L’intention du travail analytique, comme on le sait, est d’amener le patient à lever les refoulements des débuts de son développement (le mot refoulement étant pris ici dans le sens le plus large), pour les remplacer par des réactions qui correspondraient à un état de maturité psychique. À cet effet il doit se souvenir de certaines expériences et des motions affectives suscitées par elles, les unes et les autres se trouvant oubliées à présent. Nous savons que ses symptômes et ses inhibitions actuels sont les suites de tels refoulements, donc les substituts de ce qui a été ainsi oublié. Quels matériaux met-il à notre disposition, dont l’exploitation nous permette de l’engager sur le chemin des souvenirs perdus ? Différentes choses : des fragments de ces souvenirs dans des rêves, en eux-mêmes d’une valeur incomparable mais en général fortement déformés par tous les facteurs qui participent à la formation du rêve ; des idées incidentes qui émergent lorsqu’il se laisse aller à l'« association libre », et dans lesquelles nous pouvons reconnaître des allusions aux expériences refoulées ainsi que des rejetons à la fois des motions affectives réprimées et des réactions contre elles ; finalement, des indices de la répétition des affects appartenant au refoulé apparaissant dans des actions plus ou moins importantes du patient à l’intérieur comme à l’extérieur de la situation analytique. Nous avons appris que la relation de transfert qui s’établit avec l’analyste est spécialement favorable au retour de telles relations affectives. À partir de cette matière première, pour ainsi dire, il nous appartient de restituer ce que nous souhaitons obtenir.

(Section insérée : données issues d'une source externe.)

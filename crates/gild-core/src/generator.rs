//! Task Graph Generator
//!
//! Turns the configuration table and vendor manifests into a registry:
//!
//! - leaves per (theme, build set, kind), plugin kind and copy entry
//! - per-theme aggregates, then per-kind global aggregates
//! - the `clean`, `default` and `watch` roots
//!
//! Every build task runs its clean counterpart first, at every level.

use std::path::{Component, Path, PathBuf};
use tracing::debug;

use crate::action::Action;
use crate::config::{Config, Theme};
use crate::error::GraphError;
use crate::globs::{self, GlobCheck};
use crate::graph;
use crate::key::{AssetKind, Role, TaskKey, Variant};
use crate::manifest::{Manifests, VendorManifest};
use crate::registry::{TaskDef, TaskRegistry};

/// Generate and validate the complete task graph
pub fn build_graph(config: &Config, manifests: &Manifests) -> Result<TaskRegistry, GraphError> {
    let mut generator = Generator::new(config);
    let mut has_copies = false;

    for theme in &config.themes {
        let manifest = manifests
            .get(&theme.name)
            .ok_or_else(|| GraphError::MissingManifest(theme.name.clone()))?;

        generator.register_clean_task(theme)?;

        for set in &config.build_sets {
            generator.register_asset_pipeline(theme, set, AssetKind::Styles)?;
            generator.register_asset_pipeline(theme, set, AssetKind::Scripts)?;
            generator.register_vendor_pipeline(theme, manifest, set, AssetKind::VendorStyles)?;
            generator.register_vendor_pipeline(theme, manifest, set, AssetKind::VendorScripts)?;
        }

        for plugin_kind in &config.plugin_kinds {
            generator.register_plugin_style_pipeline(theme, plugin_kind)?;
        }

        has_copies |= generator.register_vendor_copy_tasks(theme, manifest)?;
    }

    generator.register_aggregates(has_copies)?;
    generator.register_roots()?;

    let registry = generator.finish();
    graph::validate(&registry)?;

    debug!("Generated {} tasks", registry.len());
    Ok(registry)
}

/// A registered leaf, remembered so aggregates list exactly their children
#[derive(Debug, Clone)]
struct Leaf {
    theme: String,
    kind: AssetKind,
    variant: Variant,
    watched: bool,
}

impl Leaf {
    fn key(&self, role: Role) -> TaskKey {
        TaskKey::leaf(&self.theme, self.kind, self.variant.clone(), role)
    }
}

pub struct Generator<'a> {
    config: &'a Config,
    registry: TaskRegistry,
    leaves: Vec<Leaf>,
}

impl<'a> Generator<'a> {
    pub fn new(config: &'a Config) -> Self {
        Self {
            config,
            registry: TaskRegistry::new(),
            leaves: Vec::new(),
        }
    }

    /// `clean.{theme}`: remove the theme's whole build directory
    pub fn register_clean_task(&mut self, theme: &Theme) -> Result<(), GraphError> {
        self.registry.register(TaskDef::action(
            TaskKey::output(&theme.name, Role::Clean),
            Action::Delete {
                targets: vec![globs::literal(&theme.paths.build)],
            },
        ))
    }

    /// Clean, build and watch leaves for the theme's own styles or scripts
    pub fn register_asset_pipeline(
        &mut self,
        theme: &Theme,
        set: &str,
        kind: AssetKind,
    ) -> Result<(), GraphError> {
        let paths = &theme.paths;

        let (action, outputs, watch) = match kind {
            AssetKind::Styles => {
                let dir = paths.styles.join(set);
                let output = paths.build.join(format!("{set}.css"));
                let map = paths.build.join(format!("{set}.css.map"));
                let action = Action::CompileStyles {
                    entries: vec![
                        dir.join(format!("{set}.scss")),
                        dir.join(format!("{set}.sass")),
                    ],
                    load_paths: self.load_paths(theme),
                    output: output.clone(),
                };
                let watch = vec![
                    globs::within(&dir, "**/*.scss"),
                    globs::within(&dir, "**/*.sass"),
                ];
                (action, vec![output, map], watch)
            }
            AssetKind::Scripts => {
                let dir = paths.scripts.join(set);
                let output = paths.build.join(format!("{set}.js"));
                let pattern = globs::within(&dir, "**/*.js");
                let action = Action::ConcatScripts {
                    patterns: vec![pattern.clone()],
                    output: output.clone(),
                    minify: self.config.production,
                };
                (action, vec![output], vec![pattern])
            }
            other => return Err(GraphError::WrongPipeline(other.segment())),
        };

        let leaf = Leaf {
            theme: theme.name.clone(),
            kind,
            variant: Variant::Set(set.to_string()),
            watched: true,
        };
        self.register_leaf(leaf.clone(), action, literals(&outputs))?;

        self.registry.register(TaskDef::action(
            leaf.key(Role::Watch),
            Action::Watch {
                patterns: watch,
                target: leaf.key(Role::Build),
            },
        ))
    }

    /// Clean and build leaves for a vendor bundle. An unusable glob turns the
    /// build leaf into a no-op; the clean leaf is always real.
    pub fn register_vendor_pipeline(
        &mut self,
        theme: &Theme,
        manifest: &VendorManifest,
        set: &str,
        kind: AssetKind,
    ) -> Result<(), GraphError> {
        let build = &theme.paths.build;
        let root = &self.config.root;

        let (check, output) = match kind {
            AssetKind::VendorStyles => (manifest.styles(set), build.join(format!("{set}-vendor.css"))),
            AssetKind::VendorScripts => (manifest.scripts(set), build.join(format!("{set}-vendor.js"))),
            other => return Err(GraphError::WrongPipeline(other.segment())),
        };

        let action = match check.anchored(root) {
            GlobCheck::Skip(reason) => {
                debug!("{}.{}.{}: {}", theme.name, kind.segment(), set, reason);
                Action::Noop { reason }
            }
            GlobCheck::Run(patterns) if kind == AssetKind::VendorStyles => Action::BundleStyles {
                patterns,
                output: output.clone(),
            },
            GlobCheck::Run(patterns) => Action::ConcatScripts {
                patterns,
                output: output.clone(),
                minify: self.config.production,
            },
        };

        let leaf = Leaf {
            theme: theme.name.clone(),
            kind,
            variant: Variant::Set(set.to_string()),
            watched: false,
        };
        self.register_leaf(leaf, action, literals(&[output]))
    }

    /// Plugin stylesheets compiled in place below the plugin directory
    pub fn register_plugin_style_pipeline(
        &mut self,
        theme: &Theme,
        plugin_kind: &str,
    ) -> Result<(), GraphError> {
        let plugins = &theme.paths.plugins;

        let action = Action::CompileInPlace {
            patterns: vec![
                globs::within(plugins, &format!("**/styles/{plugin_kind}.scss")),
                globs::within(plugins, &format!("**/styles/{plugin_kind}.sass")),
            ],
            load_paths: self.load_paths(theme),
        };
        let clean = vec![globs::within(plugins, &format!("**/styles/{plugin_kind}.css"))];

        let leaf = Leaf {
            theme: theme.name.clone(),
            kind: AssetKind::PluginStyles,
            variant: Variant::Plugin(plugin_kind.to_string()),
            watched: false,
        };
        self.register_leaf(leaf, action, clean)
    }

    /// One clean/build pair per copy entry. Returns whether the theme has any.
    pub fn register_vendor_copy_tasks(
        &mut self,
        theme: &Theme,
        manifest: &VendorManifest,
    ) -> Result<bool, GraphError> {
        let mut any = false;

        for (glob, dest) in manifest.copies() {
            let destination = under(&theme.paths.build, dest);

            let action = match GlobCheck::from_pattern(glob).anchored(&self.config.root) {
                GlobCheck::Skip(reason) => {
                    debug!("{}.vendor.copy {:?}: {}", theme.name, glob, reason);
                    Action::Noop { reason }
                }
                GlobCheck::Run(patterns) => Action::Copy {
                    patterns,
                    destination: destination.clone(),
                },
            };

            let leaf = Leaf {
                theme: theme.name.clone(),
                kind: AssetKind::VendorCopy,
                variant: Variant::Copy {
                    glob: glob.to_string(),
                    dest: dest.to_string(),
                },
                watched: false,
            };
            self.register_leaf(leaf, action, literals(&[destination]))?;
            any = true;
        }

        Ok(any)
    }

    /// Per-theme then per-kind `clean.X`, `watch.X` and `X` tasks
    pub fn register_aggregates(&mut self, has_copies: bool) -> Result<(), GraphError> {
        let config = self.config;

        for kind in AssetKind::ALL {
            if kind == AssetKind::VendorCopy && !has_copies {
                // Keep `vendor.copy` addressable so `default` never dangles
                self.registry.register(TaskDef::action(
                    TaskKey::kind(kind, Role::Build),
                    Action::Noop {
                        reason: "no vendor copy entries",
                    },
                ))?;
                continue;
            }

            for theme in &config.themes {
                let leaves: Vec<&Leaf> = self
                    .leaves
                    .iter()
                    .filter(|l| l.theme == theme.name && l.kind == kind)
                    .collect();

                let clean = leaves.iter().map(|l| l.key(Role::Clean)).collect();
                let build = leaves.iter().map(|l| l.key(Role::Build)).collect();
                let watch: Vec<_> = leaves
                    .iter()
                    .filter(|l| l.watched)
                    .map(|l| l.key(Role::Watch))
                    .collect();

                self.register_aggregate(TaskKey::theme(&theme.name, kind, Role::Build), clean, build)?;

                if kind == AssetKind::PluginStyles {
                    self.registry.register(plugin_watcher(theme))?;
                } else if kind.is_watched() {
                    self.registry.register(TaskDef::parallel(
                        TaskKey::theme(&theme.name, kind, Role::Watch),
                        watch,
                    ))?;
                }
            }

            let per_theme = |role| -> Vec<TaskKey> {
                config
                    .themes
                    .iter()
                    .map(|t| TaskKey::theme(&t.name, kind, role))
                    .collect()
            };

            self.register_aggregate(
                TaskKey::kind(kind, Role::Build),
                per_theme(Role::Clean),
                per_theme(Role::Build),
            )?;
            if kind.is_watched() {
                self.registry.register(TaskDef::parallel(
                    TaskKey::kind(kind, Role::Watch),
                    per_theme(Role::Watch),
                ))?;
            }
        }

        Ok(())
    }

    /// `clean`, `default` and `watch`
    pub fn register_roots(&mut self) -> Result<(), GraphError> {
        let clean = TaskKey::root(Role::Clean);
        let default = TaskKey::root(Role::Build);

        let themes = self
            .config
            .themes
            .iter()
            .map(|t| TaskKey::output(&t.name, Role::Clean))
            .collect();
        self.registry.register(TaskDef::parallel(clean.clone(), themes))?;

        let kinds = AssetKind::ALL
            .iter()
            .map(|&k| TaskKey::kind(k, Role::Build))
            .collect();
        self.registry
            .register(TaskDef::parallel(default.clone(), kinds).after(clean))?;

        let watchers = AssetKind::ALL
            .iter()
            .filter(|k| k.is_watched())
            .map(|&k| TaskKey::kind(k, Role::Watch))
            .collect();
        self.registry
            .register(TaskDef::parallel(TaskKey::root(Role::Watch), watchers).after(default))
    }

    pub fn finish(self) -> TaskRegistry {
        self.registry
    }

    /// Build leaf plus the clean leaf it runs first
    fn register_leaf(
        &mut self,
        leaf: Leaf,
        action: Action,
        clean_targets: Vec<String>,
    ) -> Result<(), GraphError> {
        let clean = Action::Delete {
            targets: clean_targets,
        };

        self.registry
            .register(TaskDef::action(leaf.key(Role::Clean), clean))?;
        self.registry
            .register(TaskDef::action(leaf.key(Role::Build), action).after(leaf.key(Role::Clean)))?;
        self.leaves.push(leaf);
        Ok(())
    }

    /// `clean.X` in parallel, and `X := series(clean.X, parallel(children))`
    fn register_aggregate(
        &mut self,
        key: TaskKey,
        clean: Vec<TaskKey>,
        build: Vec<TaskKey>,
    ) -> Result<(), GraphError> {
        let clean_key = key.with_role(Role::Clean);
        self.registry
            .register(TaskDef::parallel(clean_key.clone(), clean))?;
        self.registry
            .register(TaskDef::parallel(key, build).after(clean_key))
    }

    /// Sass load paths: node_modules, then the theme's styles directory
    fn load_paths(&self, theme: &Theme) -> Vec<PathBuf> {
        vec![self.config.node_modules.clone(), theme.paths.styles.clone()]
    }
}
//! Glob helpers: validation, anchoring to a directory and expansion
//!
//! Configured patterns follow the gitignore dialect of the `ignore` crate:
//! brace sets (`*.{css,scss}`) expand, and entries starting with `!` exclude
//! what the other entries of the same list match.

use anyhow::Result;
use glob::{MatchOptions, Pattern};
use ignore::overrides::{Override, OverrideBuilder};
use ignore::WalkBuilder;
use serde_json::Value;
use std::path::{Component, Path, PathBuf};

/// Options used for matching watch events
pub const MATCH_OPTIONS: MatchOptions = MatchOptions {
    case_sensitive: true,
    require_literal_separator: true,
    require_literal_leading_dot: false,
};

/// Prefix marking an exclusion entry
const EXCLUDE: char = '!';

/// Outcome of validating a configured glob.
///
/// `Skip` turns the owning task into a no-op instead of an error, so a broken
/// vendor entry never blocks the rest of the pipeline.
#[derive(Debug, Clone, PartialEq, Eq)]
pub enum GlobCheck {
    Skip(&'static str),
    Run(Vec<String>),
}

impl GlobCheck {
    /// Accepts a non-empty string or a non-empty array of non-empty strings
    pub fn from_value(value: Option<&Value>) -> Self {
        match value {
            None | Some(Value::Null) => GlobCheck::Skip("no pattern configured"),
            Some(Value::String(pattern)) => Self::from_patterns(std::slice::from_ref(pattern)),
            Some(Value::Array(items)) => {
                let patterns: Option<Vec<String>> = items
                    .iter()
                    .map(|v| v.as_str().map(String::from))
                    .collect();
                match patterns {
                    Some(patterns) => Self::from_patterns(&patterns),
                    None => GlobCheck::Skip("pattern list contains a non-string"),
                }
            }
            Some(_) => GlobCheck::Skip("pattern is not a string or list"),
        }
    }

    pub fn from_pattern(pattern: &str) -> Self {
        Self::from_patterns(&[pattern.to_string()])
    }

    fn from_patterns(patterns: &[String]) -> Self {
        if patterns.is_empty() {
            return GlobCheck::Skip("empty pattern list");
        }
        if patterns.iter().any(|p| p.is_empty() || p == "!") {
            return GlobCheck::Skip("empty pattern");
        }
        if patterns.iter().all(|p| p.starts_with(EXCLUDE)) {
            return GlobCheck::Skip("only exclusions");
        }
        if patterns.iter().any(|p| !is_valid(p)) {
            return GlobCheck::Skip("malformed pattern");
        }
        GlobCheck::Run(patterns.to_vec())
    }

    /// Make relative patterns absolute below `root`
    pub fn anchored(self, root: &Path) -> Self {
        match self {
            GlobCheck::Run(patterns) => {
                GlobCheck::Run(patterns.iter().map(|p| anchor(root, p)).collect())
            }
            skip => skip,
        }
    }
}

fn is_valid(pattern: &str) -> bool {
    let positive = pattern.trim_start_matches(EXCLUDE);
    Pattern::new(positive).is_ok() && OverrideBuilder::new("/").add(pattern).is_ok()
}

/// Join a relative glob onto `root`, escaping the root itself.
/// An exclusion stays an exclusion.
pub fn anchor(root: &Path, pattern: &str) -> String {
    if let Some(excluded) = pattern.strip_prefix(EXCLUDE) {
        return format!("{EXCLUDE}{}", anchor(root, excluded));
    }
    if Path::new(pattern).is_absolute() {
        return pattern.to_string();
    }
    let pattern = pattern.strip_prefix("./").unwrap_or(pattern);
    within(root, pattern)
}

/// `{dir}/{tail}` with `dir` escaped so it only ever matches literally
pub fn within(dir: &Path, tail: &str) -> String {
    let dir = escape(&dir.to_string_lossy());
    format!("{}/{}", dir.trim_end_matches('/'), tail)
}

/// Pattern matching exactly one path
pub fn literal(path: &Path) -> String {
    escape(&path.to_string_lossy())
}

/// Escape every character either dialect treats specially
fn escape(text: &str) -> String {
    let mut out = String::with_capacity(text.len());
    for c in text.chars() {
        match c {
            '*' | '?' | '[' | ']' | '{' | '}' => {
                out.push('[');
                out.push(c);
                out.push(']');
            }
            c => out.push(c),
        }
    }
    out
}

/// Leading directories of a pattern that contain no wildcard.
/// Escaped characters (`[*]`) count as literal.
pub fn literal_base(pattern: &str) -> PathBuf {
    let mut base = PathBuf::new();
    let path = Path::new(pattern.trim_start_matches(EXCLUDE));
    let components: Vec<_> = path.components().collect();

    for (i, component) in components.iter().enumerate() {
        // The final component names files, never part of the base
        if i + 1 == components.len() {
            break;
        }
        match component {
            Component::Normal(part) => match unescape(&part.to_string_lossy()) {
                Some(literal) => base.push(literal),
                None => break,
            },
            other => base.push(other.as_os_str()),
        }
    }

    base
}

/// The path a pattern names when it has no wildcard at all
fn literal_path(pattern: &str) -> Option<PathBuf> {
    let mut path = PathBuf::new();
    for component in Path::new(pattern).components() {
        match component {
            Component::Normal(part) => path.push(unescape(&part.to_string_lossy())?),
            other => path.push(other.as_os_str()),
        }
    }
    Some(path)
}

/// Returns the literal text of a component, or `None` if it has wildcards
fn unescape(part: &str) -> Option<String> {
    let chars: Vec<char> = part.chars().collect();
    let mut out = String::new();
    let mut i = 0;

    while i < chars.len() {
        match chars[i] {
            '[' if i + 2 < chars.len() && chars[i + 2] == ']' => {
                out.push(chars[i + 1]);
                i += 3;
            }
            '*' | '?' | '[' | '{' | '}' => return None,
            c => {
                out.push(c);
                i += 1;
            }
        }
    }

    Some(out)
}

/// Expand patterns into sorted, de-duplicated paths
pub fn expand(patterns: &[String]) -> Result<Vec<PathBuf>> {
    Ok(expand_with_base(patterns)?
        .into_iter()
        .map(|(path, _)| path)
        .collect())
}

/// Like [`expand`] but keeps the base directory of the pattern each file came from.
///
/// `!` entries remove matches of every other entry in the list.
pub fn expand_with_base(patterns: &[String]) -> Result<Vec<(PathBuf, PathBuf)>> {
    let (includes, excludes): (Vec<&String>, Vec<&String>) =
        patterns.iter().partition(|p| !p.starts_with(EXCLUDE));

    let exclusions = matcher(None, &excludes)?;

    let mut files = Vec::new();
    for include in includes {
        if let Some(path) = literal_path(include) {
            if path.symlink_metadata().is_ok() && !exclusions.matched(&path, path.is_dir()).is_ignore() {
                let base = path.parent().map(Path::to_path_buf).unwrap_or_default();
                files.push((path, base));
            }
            continue;
        }

        let base = literal_base(include);
        if !base.is_dir() {
            continue;
        }

        let filter = matcher(Some(include.as_str()), &excludes)?;
        let walker = WalkBuilder::new(&base)
            .standard_filters(false)
            .overrides(filter.clone())
            .build();

        for entry in walker {
            let entry = entry?;
            if entry.depth() == 0 {
                continue;
            }
            let is_dir = entry.file_type().map(|t| t.is_dir()).unwrap_or(false);
            if filter.matched(entry.path(), is_dir).is_whitelist() {
                files.push((entry.into_path(), base.clone()));
            }
        }
    }

    files.sort();
    files.dedup_by(|a, b| a.0 == b.0);
    Ok(files)
}

/// Matcher over absolute paths: the include (if any) plus every exclusion
fn matcher(include: Option<&str>, excludes: &[&String]) -> Result<Override> {
    let mut builder = OverrideBuilder::new("/");
    if let Some(include) = include {
        builder.add(include)?;
    }
    for exclude in excludes {
        builder.add(exclude)?;
    }
    Ok(builder.build()?)
}

/// Express `path` relative to the directory `base`
pub fn relative_to(path: &Path, base: &Path) -> PathBuf {
    let path: Vec<_> = path.components().collect();
    let base: Vec<_> = base.components().collect();
    let common = path
        .iter()
        .zip(base.iter())
        .take_while(|(a, b)| a == b)
        .count();

    let mut out = PathBuf::new();
    for _ in common..base.len() {
        out.push("..");
    }
    for component in &path[common..] {
        out.push(component.as_os_str());
    }
    out
}

#[cfg(test)]
mod tests {
    use super::*;
    use serde_json::json;

    #[test]
    fn test_glob_check() {
        assert_eq!(
            GlobCheck::from_value(Some(&json!("vendor/*.css"))),
            GlobCheck::Run(vec!["vendor/*.css".into()])
        );
        assert_eq!(
            GlobCheck::from_value(Some(&json!(["a/*.js", "b/*.js"]))),
            GlobCheck::Run(vec!["a/*.js".into(), "b/*.js".into()])
        );
        assert!(matches!(GlobCheck::from_value(None), GlobCheck::Skip(_)));
        assert!(matches!(GlobCheck::from_value(Some(&json!(""))), GlobCheck::Skip(_)));
        assert!(matches!(GlobCheck::from_value(Some(&json!([]))), GlobCheck::Skip(_)));
        assert!(matches!(GlobCheck::from_value(Some(&json!(["a", ""]))), GlobCheck::Skip(_)));
        assert!(matches!(GlobCheck::from_value(Some(&json!([1]))), GlobCheck::Skip(_)));
        assert!(matches!(GlobCheck::from_value(Some(&json!(false))), GlobCheck::Skip(_)));
        assert!(matches!(GlobCheck::from_pattern("a/***/b"), GlobCheck::Skip(_)));
        assert!(matches!(GlobCheck::from_pattern("a/{x.css"), GlobCheck::Skip(_)));
        assert!(matches!(GlobCheck::from_value(Some(&json!(["!a/*.css"]))), GlobCheck::Skip(_)));
        assert!(matches!(GlobCheck::from_value(Some(&json!(["a/*", "!"]))), GlobCheck::Skip(_)));
        assert_eq!(
            GlobCheck::from_value(Some(&json!(["a/*.{css,scss}", "!a/skip.css"]))),
            GlobCheck::Run(vec!["a/*.{css,scss}".into(), "!a/skip.css".into()])
        );
    }

    #[test]
    fn test_anchor() {
        let root = Path::new("/srv/site");
        assert_eq!(anchor(root, "./vendor/*.css"), "/srv/site/vendor/*.css");
        assert_eq!(anchor(root, "/abs/*.css"), "/abs/*.css");
        assert_eq!(anchor(Path::new("/srv/[x]"), "a/*"), "/srv/[[]x[]]/a/*");
        assert_eq!(anchor(Path::new("/srv/{x}"), "a/*"), "/srv/[{]x[}]/a/*");
        assert_eq!(anchor(root, "!vendor/skip.css"), "!/srv/site/vendor/skip.css");
    }

    #[test]
    fn test_literal_base() {
        assert_eq!(
            literal_base("/srv/node_modules/pkg/dist/**/*.woff"),
            PathBuf::from("/srv/node_modules/pkg/dist")
        );
        assert_eq!(literal_base("/srv/fonts/*.woff"), PathBuf::from("/srv/fonts"));
        assert_eq!(literal_base("/srv/[[]x[]]/a/*"), PathBuf::from("/srv/[x]/a"));
        assert_eq!(literal_base("/srv/a/file.txt"), PathBuf::from("/srv/a"));
    }

    #[test]
    fn test_relative_to() {
        assert_eq!(
            relative_to(Path::new("/t/styles/main/main.scss"), Path::new("/t/_")),
            PathBuf::from("../styles/main/main.scss")
        );
        assert_eq!(
            relative_to(Path::new("/t/_/a.css"), Path::new("/t/_")),
            PathBuf::from("a.css")
        );
    }

    #[test]
    fn test_expand_sorted() {
        let dir = tempfile::TempDir::new().unwrap();
        std::fs::create_dir_all(dir.path().join("js/nested")).unwrap();
        std::fs::write(dir.path().join("js/b.js"), "b").unwrap();
        std::fs::write(dir.path().join("js/a.js"), "a").unwrap();
        std::fs::write(dir.path().join("js/nested/c.js"), "c").unwrap();
        std::fs::write(dir.path().join("js/skip.txt"), "x").unwrap();

        let files = expand(&[within(&dir.path().join("js"), "**/*.js")]).unwrap();
        let names: Vec<_> = files
            .iter()
            .map(|p| relative_to(p, dir.path()))
            .collect();

        assert_eq!(
            names,
            vec![
                PathBuf::from("js/a.js"),
                PathBuf::from("js/b.js"),
                PathBuf::from("js/nested/c.js"),
            ]
        );
    }

    fn vendor_dir() -> tempfile::TempDir {
        let dir = tempfile::TempDir::new().unwrap();
        let vendor = dir.path().join("vendor");
        std::fs::create_dir_all(vendor.join("nested")).unwrap();
        for name in ["a.css", "b.scss", "skip.css", "c.js", "nested/d.css"] {
            std::fs::write(vendor.join(name), name).unwrap();
        }
        dir
    }

    fn names(files: &[PathBuf], root: &Path) -> Vec<PathBuf> {
        files.iter().map(|p| relative_to(p, root)).collect()
    }

    #[test]
    fn test_expand_brace_set() {
        let dir = vendor_dir();
        let files = expand(&[anchor(dir.path(), "vendor/*.{css,scss}")]).unwrap();

        assert_eq!(
            names(&files, dir.path()),
            vec![
                PathBuf::from("vendor/a.css"),
                PathBuf::from("vendor/b.scss"),
                PathBuf::from("vendor/skip.css"),
            ]
        );
    }

    #[test]
    fn test_expand_exclusions() {
        let dir = vendor_dir();
        let patterns = vec![
            anchor(dir.path(), "vendor/**/*.css"),
            anchor(dir.path(), "!vendor/skip.css"),
        ];

        assert_eq!(
            names(&expand(&patterns).unwrap(), dir.path()),
            vec![PathBuf::from("vendor/a.css"), PathBuf::from("vendor/nested/d.css")]
        );

        // Exclusions also apply to literal entries
        let patterns = vec![
            literal(&dir.path().join("vendor/skip.css")),
            literal(&dir.path().join("vendor/a.css")),
            anchor(dir.path(), "!vendor/skip.css"),
        ];
        assert_eq!(
            names(&expand(&patterns).unwrap(), dir.path()),
            vec![PathBuf::from("vendor/a.css")]
        );
    }

    #[test]
    fn test_expand_literal_directory_and_missing_base() {
        let dir = vendor_dir();
        let files = expand(&[
            literal(&dir.path().join("vendor/nested")),
            anchor(dir.path(), "missing/**/*.css"),
        ])
        .unwrap();

        assert_eq!(files, vec![dir.path().join("vendor/nested")]);
    }
}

Ce que nous souhaitons, c’est une image fidèle des années oubliées par le patient, image complète dans toutes ses parties essentielles. Ici nous devons nous rappeler que le travail analytique consiste en deux pièces entièrement distinctes, qui se jouent sur deux scènes séparées et concernent deux personnages dont chacun est chargé d’un rôle différent. Si l’on se demande un instant pourquoi on n’a pas eu l’attention attirée depuis longtemps sur ce fait fondamental, on ne tardera pas à se dire que rien là n’avait été caché ; il s’agit là d’un fait bien connu et pour ainsi dire évident que, dans une intention particulière, on se borne ici à mettre en relief et à apprécier en lui-même. Nous savons tous que l’analysé doit être amené à se remémorer quelque chose qu’il a vécu et refoulé, et les conditions dynamiques de ce processus sont si intéressantes qu’en revanche l’autre partie du travail, l’action de l’analyste, est reléguée à l’arrière-plan. De tout ce dont il s’agit, l’analyste n’a rien vécu ni refoulé ; sa tâche ne peut pas être de se remémorer quelque chose. Quelle est donc sa tâche ? Il faut que, d’après les indices échappés à l’oubli, il devine ou, plus exactement, il construise ce qui a été oublié. La façon et le moment de communiquer ces constructions à l’analysé, les explications dont l’analyste les accompagne, c’est là ce qui constitue la liaison entre les deux parties du travail analytique, celle de l’analyste et celle de l’analysé.

Son travail de construction ou, si l’on préfère, de reconstruction présente une ressemblance profonde avec celui de l’archéologue qui déterre une demeure détruite et ensevelie, ou un monument du passé. Au fond, il lui est identique, à cette seule différence que l’analyste opère dans de meilleures conditions et dispose de plus de ressources en matériaux parce que ses efforts portent sur quelque chose qui est encore vivant et non sur un objet détruit, et peut-être encore pour une autre raison. Cependant, de même que l’archéologue, d’après des pans de murs restés debout, reconstruit les parois de l’édifice, d’après des cavités du sol détermine le nombre et la place des colonnes et, d’après des vestiges retrouvés dans les débris, reconstitue les décorations et les peintures qui ont jadis orné les murs, de même l’analyste tire ses conclusions des bribes de souvenirs, des associations et des déclarations actives de l’analysé. Tous les deux gardent sans conteste le droit de reconstruire en complétant et en assemblant les restes conservés. Dans les deux cas, beaucoup de difficultés et de sources d’erreurs sont les mêmes. On sait que la détermination de l’âge relatif d’une trouvaille est une des tâches les plus délicates de l’archéologie et, si un objet apparaît dans une certaine couche, il est souvent difficile de décider s’il a toujours appartenu à cette couche ou s’il est parvenu à une telle profondeur par une perturbation ultérieure. Ce qui, dans les constructions analytiques, correspond à ce doute est facile à deviner.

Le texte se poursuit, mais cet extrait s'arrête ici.